So, there is like 1 more difference not mentioned in this video. It's when you introduce a bug into the code because the place where you remove await is using an IDisposable like: public -async- Task Example() { using(var disposable = GetDisposable()) { return -await- disposable.SomethingAsync(); } } When you omit the await, the disposable will be disposed when you await it in a calling function.
I was concerned that you'd profiled this with a completed task, since there's short-circuits in the state machine for a completed task, but that last example was pretty compelling. Interesting results, thanks.
Yeah so the original example uses a pre-computed task because it demonstrates raw state machine-based performance degradation, which is the point that people who say "don't use async await" make. Last example demonstrates a realistic scenario while still keeping all the calculation in memory, meaning that if it was an actual IO call, it would be even less visible.

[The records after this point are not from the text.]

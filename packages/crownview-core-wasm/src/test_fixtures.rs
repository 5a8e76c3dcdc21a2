// Builders for in-memory .shp / .dbf buffers used across the unit tests.
// They write bytes directly so tests can produce files a conforming writer
// would refuse: mixed shape types and arbitrary record numbering.

use crate::models::Ring;

pub enum ShpShape {
    Null,
    Point(f64, f64),
    Polygon(Vec<Ring>),
    PolygonZ(Vec<Ring>),
}

pub struct ShpBuilder {
    shapes: Vec<ShpShape>,
    first_record_number: i32,
}

impl ShpBuilder {
    pub fn new() -> Self {
        ShpBuilder {
            shapes: Vec::new(),
            first_record_number: 1,
        }
    }

    /// Number records from `first` instead of 1.
    pub fn numbered_from(mut self, first: i32) -> Self {
        self.first_record_number = first;
        self
    }

    pub fn shape(mut self, shape: ShpShape) -> Self {
        self.shapes.push(shape);
        self
    }

    pub fn polygon(self, rings: Vec<Ring>) -> Self {
        self.shape(ShpShape::Polygon(rings))
    }

    pub fn build(&self) -> Vec<u8> {
        let mut all_points: Vec<[f64; 2]> = Vec::new();
        let mut body = Vec::new();

        for (index, shape) in self.shapes.iter().enumerate() {
            let content = match shape {
                ShpShape::Null => 0i32.to_le_bytes().to_vec(),
                ShpShape::Point(x, y) => {
                    all_points.push([*x, *y]);
                    let mut c = 1i32.to_le_bytes().to_vec();
                    c.extend_from_slice(&x.to_le_bytes());
                    c.extend_from_slice(&y.to_le_bytes());
                    c
                }
                ShpShape::Polygon(rings) | ShpShape::PolygonZ(rings) => {
                    let z = matches!(shape, ShpShape::PolygonZ(_));
                    let mut parts = Vec::new();
                    let mut points = Vec::new();
                    for ring in rings {
                        parts.push(points.len() as i32);
                        points.extend_from_slice(ring);
                    }
                    all_points.extend_from_slice(&points);
                    polygon_content(if z { 15 } else { 5 }, &parts, &points, z)
                }
            };

            let record_number = self.first_record_number + index as i32;
            body.extend_from_slice(&record_number.to_be_bytes());
            body.extend_from_slice(&((content.len() / 2) as i32).to_be_bytes());
            body.extend_from_slice(&content);
        }

        let bbox = bbox_of(&all_points);
        let mut out = Vec::with_capacity(100 + body.len());
        out.extend_from_slice(&9994i32.to_be_bytes());
        out.extend_from_slice(&[0u8; 20]);
        out.extend_from_slice(&(((100 + body.len()) / 2) as i32).to_be_bytes());
        out.extend_from_slice(&1000i32.to_le_bytes());
        out.extend_from_slice(&5i32.to_le_bytes());
        for v in bbox {
            out.extend_from_slice(&v.to_le_bytes());
        }
        out.extend_from_slice(&[0u8; 32]);
        out.extend_from_slice(&body);
        out
    }
}

fn bbox_of(points: &[[f64; 2]]) -> [f64; 4] {
    if points.is_empty() {
        return [0.0; 4];
    }
    let mut bbox = [f64::INFINITY, f64::INFINITY, f64::NEG_INFINITY, f64::NEG_INFINITY];
    for p in points {
        bbox[0] = bbox[0].min(p[0]);
        bbox[1] = bbox[1].min(p[1]);
        bbox[2] = bbox[2].max(p[0]);
        bbox[3] = bbox[3].max(p[1]);
    }
    bbox
}

fn polygon_content(shape_type: i32, parts: &[i32], points: &[[f64; 2]], with_z: bool) -> Vec<u8> {
    let mut c = shape_type.to_le_bytes().to_vec();
    for v in bbox_of(points) {
        c.extend_from_slice(&v.to_le_bytes());
    }
    c.extend_from_slice(&(parts.len() as i32).to_le_bytes());
    c.extend_from_slice(&(points.len() as i32).to_le_bytes());
    for part in parts {
        c.extend_from_slice(&part.to_le_bytes());
    }
    for p in points {
        c.extend_from_slice(&p[0].to_le_bytes());
        c.extend_from_slice(&p[1].to_le_bytes());
    }
    if with_z {
        // z range followed by one z per point
        c.extend_from_slice(&0f64.to_le_bytes());
        c.extend_from_slice(&10f64.to_le_bytes());
        for _ in points {
            c.extend_from_slice(&5f64.to_le_bytes());
        }
    }
    c
}

pub struct DbfField {
    pub name: &'static str,
    pub kind: u8,
    pub length: u8,
}

impl DbfField {
    pub fn text(name: &'static str, length: u8) -> Self {
        DbfField { name, kind: b'C', length }
    }

    pub fn numeric(name: &'static str, length: u8) -> Self {
        DbfField { name, kind: b'N', length }
    }

    pub fn logical(name: &'static str) -> Self {
        DbfField { name, kind: b'L', length: 1 }
    }

    pub fn date(name: &'static str) -> Self {
        DbfField { name, kind: b'D', length: 8 }
    }
}

#[derive(Default)]
pub struct DbfBuilder {
    fields: Vec<DbfField>,
    rows: Vec<Vec<String>>,
}

impl DbfBuilder {
    pub fn new() -> Self {
        Self::default()
    }

    pub fn field(mut self, field: DbfField) -> Self {
        self.fields.push(field);
        self
    }

    pub fn row(mut self, values: &[&str]) -> Self {
        self.rows.push(values.iter().map(|v| v.to_string()).collect());
        self
    }

    pub fn build(&self) -> Vec<u8> {
        let header_len = 32 + 32 * self.fields.len() + 1;
        let record_len = 1 + self.fields.iter().map(|f| f.length as usize).sum::<usize>();

        let mut out = Vec::new();
        out.push(0x03);
        out.extend_from_slice(&[124, 1, 1]);
        out.extend_from_slice(&(self.rows.len() as u32).to_le_bytes());
        out.extend_from_slice(&(header_len as u16).to_le_bytes());
        out.extend_from_slice(&(record_len as u16).to_le_bytes());
        out.extend_from_slice(&[0u8; 20]);

        for field in &self.fields {
            let mut descriptor = [0u8; 32];
            descriptor[..field.name.len()].copy_from_slice(field.name.as_bytes());
            descriptor[11] = field.kind;
            descriptor[16] = field.length;
            out.extend_from_slice(&descriptor);
        }
        out.push(0x0D);

        for values in &self.rows {
            out.push(b' ');
            for (field, value) in self.fields.iter().zip(values) {
                let mut cell = value.as_bytes().to_vec();
                cell.resize(field.length as usize, b' ');
                out.extend_from_slice(&cell);
            }
        }
        out.push(0x1A);
        out
    }
}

@Nick Chapsas In my experience, a Program that returns void does not wait for an await method to complete. The void Program is calling the await method and just returning immediately, so I think that last benchmark is flawed. You would need to compare two different programs. One Task Program calling an async Task method, and a void Program calling a Task method.
BenchmarkDotnet has built in behaviour to turn asynchronous when it detects an awaitable task as a benchmark. It’s not an async void and it won’t be treated like an event.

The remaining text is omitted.